Victims of domestic violence aren’t the only people that suffer increased premiums due to another person’s wrongful behavior. People with black lung from their workplace have successfully sued their employers. People whose mobility were permanently impaired from an auto-accident can and have sued for lifetime medical costs.

In theory, a victim could sue her attacker in civil court. However, a lawsuit is useless if the defendent doesn’t have funds to pay the judgment. Employers and drivers have liability insurance that cover the cost of any financial damages. Spouses don’t usually carry liability coverage in case their abusive activities get them into trouble. Unless the abuser is especially wealthy, he isn’t likely to have the funds. Furthermore, domestic partners often have children, so suing a domestic abuser with limited resources takes funds from the same pool as child support.
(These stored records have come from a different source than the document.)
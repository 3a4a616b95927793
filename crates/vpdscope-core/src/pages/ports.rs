//! SCSI ports page (0x88): per port, the initiator transport ids and the
//! target port designators.
//!
//! Transport id diagnostics carry offsets into the page body; designator
//! offsets are relative to their own target port descriptor list.

use super::device_id::list_designators;
use super::error::PageError;
use super::header::VpdPage;
use super::layout;
use super::reader::PageReader;
use crate::Record;
use crate::codes::Association;
use crate::descriptors::designator::{DescriptorFilter, Heading};
use crate::descriptors::transport_id::parser::decode_transport_ids;
use crate::sink::RecordSink;

const SCSI_PORTS: &str = "SCSI Ports";
const TARGET_PORT_DESCRIPTORS: &str = "Target port descriptor(s)";

pub(crate) fn decode_scsi_ports(page: &VpdPage, abridged: bool, sink: &mut RecordSink) -> Result<(), PageError> {
    let reader = PageReader::new(page.body());
    let mut offset = 0;
    while offset < reader.len() {
        let port_len = reader.descriptor_len(
            offset,
            layout::PORT_HEADER_LEN,
            layout::PORT_INITIATOR_ID_LENGTH_RANGE,
            SCSI_PORTS,
        )?;
        let port_range = layout::PORT_RELATIVE_PORT_RANGE;
        let port = reader.read_u16_be(offset + port_range.start..offset + port_range.end)?;
        sink.push(Record::RelativePort { port });

        let initiator_start = offset + layout::PORT_HEADER_LEN;
        let initiator_ids = reader.read_slice(initiator_start..offset + port_len)?;
        if !initiator_ids.is_empty() {
            decode_transport_ids(initiator_ids, initiator_start, sink);
        }

        let targets = offset + port_len;
        let targets_len = reader.descriptor_len(
            targets,
            layout::TARGET_DESCRIPTORS_HEADER_LEN,
            layout::TARGET_DESCRIPTORS_LENGTH_RANGE,
            SCSI_PORTS,
        )?;
        let list_start = targets + layout::TARGET_DESCRIPTORS_HEADER_LEN;
        let list = reader.read_slice(list_start..targets + targets_len)?;
        if !list.is_empty() {
            if !abridged || !initiator_ids.is_empty() {
                sink.push(Record::Section {
                    title: TARGET_PORT_DESCRIPTORS.to_string(),
                });
            }
            list_designators(
                list,
                DescriptorFilter::association(Association::TargetPort),
                Heading::Once(SCSI_PORTS),
                abridged,
                sink,
            )?;
        }
        offset = targets + targets_len;
    }
    Ok(())
}
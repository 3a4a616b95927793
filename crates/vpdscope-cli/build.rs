use std::env;
use std::process::Command;

fn main() {
    println!("cargo:rerun-if-changed=build.rs");
    println!("cargo:rerun-if-env-changed=GITHUB_SHA");

    let commit = env::var("GITHUB_SHA").ok().filter(|v| !v.is_empty());
    let commit = commit
        .map(|full| shorten_commit(&full))
        .or_else(|| run_git(&["rev-parse", "--short", "HEAD"]))
        .unwrap_or_else(|| "unknown".to_string());

    let build_date =
        run_git(&["log", "-1", "--format=%cI"]).unwrap_or_else(|| "unknown".to_string());

    println!("cargo:rustc-env=VPDSCOPE_BUILD_COMMIT={commit}");
    println!("cargo:rustc-env=VPDSCOPE_BUILD_DATE={build_date}");
}

fn run_git(args: &[&str]) -> Option<String> {
    let output = Command::new("git").args(args).output().ok()?;
    if !output.status.success() {
        return None;
    }
    let value = String::from_utf8_lossy(&output.stdout).trim().to_string();
    if value.is_empty() { None } else { Some(value) }
}

fn shorten_commit(full: &str) -> String {
    full.chars().take(7).collect()
}
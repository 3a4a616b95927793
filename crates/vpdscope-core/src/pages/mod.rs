//! VPD page handling: response validation, page table and standard decoders.
//!
//! A fetched response is first validated into a [`VpdPage`] (echoed page
//! code, hard size limit, declared length). The standard decoder for it is
//! then chosen by [`PageKind`]: the page code alone, except for 0xb0 and 0xb1
//! where the peripheral device type read from the response picks the meaning.
//! Decoders follow the same layering as the descriptor decoders (`layout`,
//! `reader`, per-page parsers, `error`) and push their output into a
//! [`RecordSink`](crate::RecordSink).

mod ata;
mod device_class;
mod device_id;
mod error;
mod fixed;
mod header;
mod kind;
mod layout;
mod lists;
mod ports;
mod reader;
mod table;

pub use ata::{AtaIdentifySummary, AtaInformation};
pub use device_class::{BlockDeviceCharacteristics, BlockLimits};
pub use device_id::DeviceIdSelection;
pub use error::PageError;
pub use fixed::{ExtendedInquiry, SupportedPage};
pub use header::{ResponseHeader, VpdPage};
pub use kind::{CharacteristicsPage, LimitsPage, PageKind, default_alloc_len};
pub use layout::{DEFAULT_ALLOC_LEN, MAX_RESPONSE_LEN};
pub use lists::{ModePagePolicy, NetworkAddress, ProtocolSpecific};
pub use table::{PageEntry, entries, find_by_acronym, lookup};

use crate::sink::RecordSink;

/// Runs the standard decoder for `kind`.
///
/// `subvalue` only matters for device identification, where it selects the
/// associations. `abridged` switches designator lists to the short form.
pub(crate) fn decode_standard(
    page: &VpdPage,
    kind: PageKind,
    subvalue: u8,
    abridged: bool,
    sink: &mut RecordSink,
) -> Result<(), PageError> {
    match kind {
        PageKind::SupportedPages => fixed::decode_supported_pages(page, sink),
        PageKind::UnitSerialNumber => fixed::decode_unit_serial_number(page, sink),
        PageKind::DeviceIdentification => device_id::decode_device_identification(
            page,
            DeviceIdSelection::from_subvalue(subvalue),
            abridged,
            sink,
        ),
        PageKind::SoftwareInterfaceIdentification => fixed::decode_software_interface_ids(page, sink),
        PageKind::ManagementNetworkAddresses => lists::decode_network_addresses(page, sink),
        PageKind::ExtendedInquiry => fixed::decode_extended_inquiry(page, sink),
        PageKind::ModePagePolicy => lists::decode_mode_page_policy(page, sink),
        PageKind::ScsiPorts => ports::decode_scsi_ports(page, abridged, sink),
        PageKind::AtaInformation => ata::decode_ata_information(page, sink),
        PageKind::ProtocolSpecificLogicalUnit => lists::decode_protocol_specific(page, true, sink),
        PageKind::ProtocolSpecificPort => lists::decode_protocol_specific(page, false, sink),
        PageKind::Limits(limits) => device_class::decode_limits(page, limits, sink),
        PageKind::Characteristics(characteristics) => {
            device_class::decode_characteristics(page, characteristics, sink)
        }
    }
}
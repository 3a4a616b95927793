use std::path::Path;

use thiserror::Error;
use time::{OffsetDateTime, format_description::well_known::Rfc3339};

use crate::dispatch::{DecodeError, DecodeOptions, Dispatcher, PageRequest};
use crate::source::{CaptureFetcher, FetchError, PageFetcher};
use crate::{DEFAULT_GENERATED_AT, InputInfo, PageFailure, Report, make_stub_report};

#[derive(Debug, Error)]
pub enum SessionError {
    #[error("I/O error: {0}")]
    Io(#[from] std::io::Error),
    #[error("capture error: {0}")]
    Fetch(#[from] FetchError),
}

/// Decodes the requested pages of a capture directory or response file.
pub fn decode_capture(
    path: &Path,
    requests: &[PageRequest],
    options: DecodeOptions,
) -> Result<Report, SessionError> {
    let mut fetcher = CaptureFetcher::open(path)?;
    let input = InputInfo {
        path: path.display().to_string(),
        bytes: fetcher.total_bytes()?,
    };
    let mut report = decode_source(input, &mut fetcher, &Dispatcher::new(), requests, options);
    report.generated_at = modified_rfc3339(path).unwrap_or_else(|| DEFAULT_GENERATED_AT.to_string());
    Ok(report)
}

/// Decodes each request in order; a failing page never stops the others.
///
/// Malformed pages contribute their partial report to `pages` and a
/// [`PageFailure`] to `failures`.
pub fn decode_source<F>(
    input: InputInfo,
    fetcher: &mut F,
    dispatcher: &Dispatcher,
    requests: &[PageRequest],
    options: DecodeOptions,
) -> Report
where
    F: PageFetcher + ?Sized,
{
    let mut report = make_stub_report(&input.path, input.bytes);
    for request in requests {
        match dispatcher.decode_page(fetcher, request, options) {
            Ok(page) => report.pages.push(page),
            Err(err) => {
                tracing::debug!(page_code = request.page_code, error = %err, "page failed");
                report.failures.push(PageFailure {
                    page_code: request.page_code,
                    subvalue: request.subvalue,
                    kind: err.kind().to_string(),
                    message: err.to_string(),
                });
                if let DecodeError::Malformed {
                    partial: Some(partial), ..
                } = err
                {
                    report.pages.push(*partial);
                }
            }
        }
    }
    report
}

fn modified_rfc3339(path: &Path) -> Option<String> {
    let modified = path.metadata().ok()?.modified().ok()?;
    OffsetDateTime::from(modified).format(&Rfc3339).ok()
}

#[cfg(test)]
mod tests {
    use super::*;
    use crate::MemoryFetcher;

    #[test]
    fn failures_do_not_stop_later_pages() {
        let mut fetcher = MemoryFetcher::new()
            .with_page(0x80, vec![0, 0x80, 0, 2, b'O', b'K'])
            .with_page(0x83, vec![0, 0x83, 0, 6, 0x01, 0x03, 0x00, 0x20, 0x50, 0x00]);
        let requests = [PageRequest::new(0x83), PageRequest::new(0x89), PageRequest::new(0x80)];
        let input = InputInfo {
            path: "memory".to_string(),
            bytes: 0,
        };
        let report = decode_source(
            input,
            &mut fetcher,
            &Dispatcher::new(),
            &requests,
            DecodeOptions::default(),
        );

        let kinds: Vec<_> = report.failures.iter().map(|f| f.kind.as_str()).collect();
        assert_eq!(kinds, vec!["malformed", "io"]);
        let codes: Vec<_> = report.pages.iter().map(|p| p.page_code).collect();
        assert_eq!(codes, vec![0x83, 0x80]);
        assert_eq!(report.generated_at, DEFAULT_GENERATED_AT);
    }
}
Even if the defendant has money, not every lawsuit is the gold mine portrayed by the media. All too often negligence and personal damage suits are settled out of court for much smaller sums. After lawyers and out-of-pocket legal expenses are paid, there is little left from the settlement but vindication.

Only one state in the USA, Illinois, has a law requiring that convicted abusers and criminals pay lifetime medical costs for their victims, The Michelle Eppel law (Public Act 94-397) . But even this law has its limits. The state does not step in if on-going medical expenses are beyond the ability of the offender to pay. Additionally, the law only covers the actual cost of treatment for the injuries inflicted by the abuser. It does not compensate the victim for higher overall insurance premiums.

Justice is not just about focusing attention on a cause or the avoidance of victim blaming. Justice first and foremost is about creating a right balance in the world. We cannot achieve justice by looking at one cause to the exclusion of others.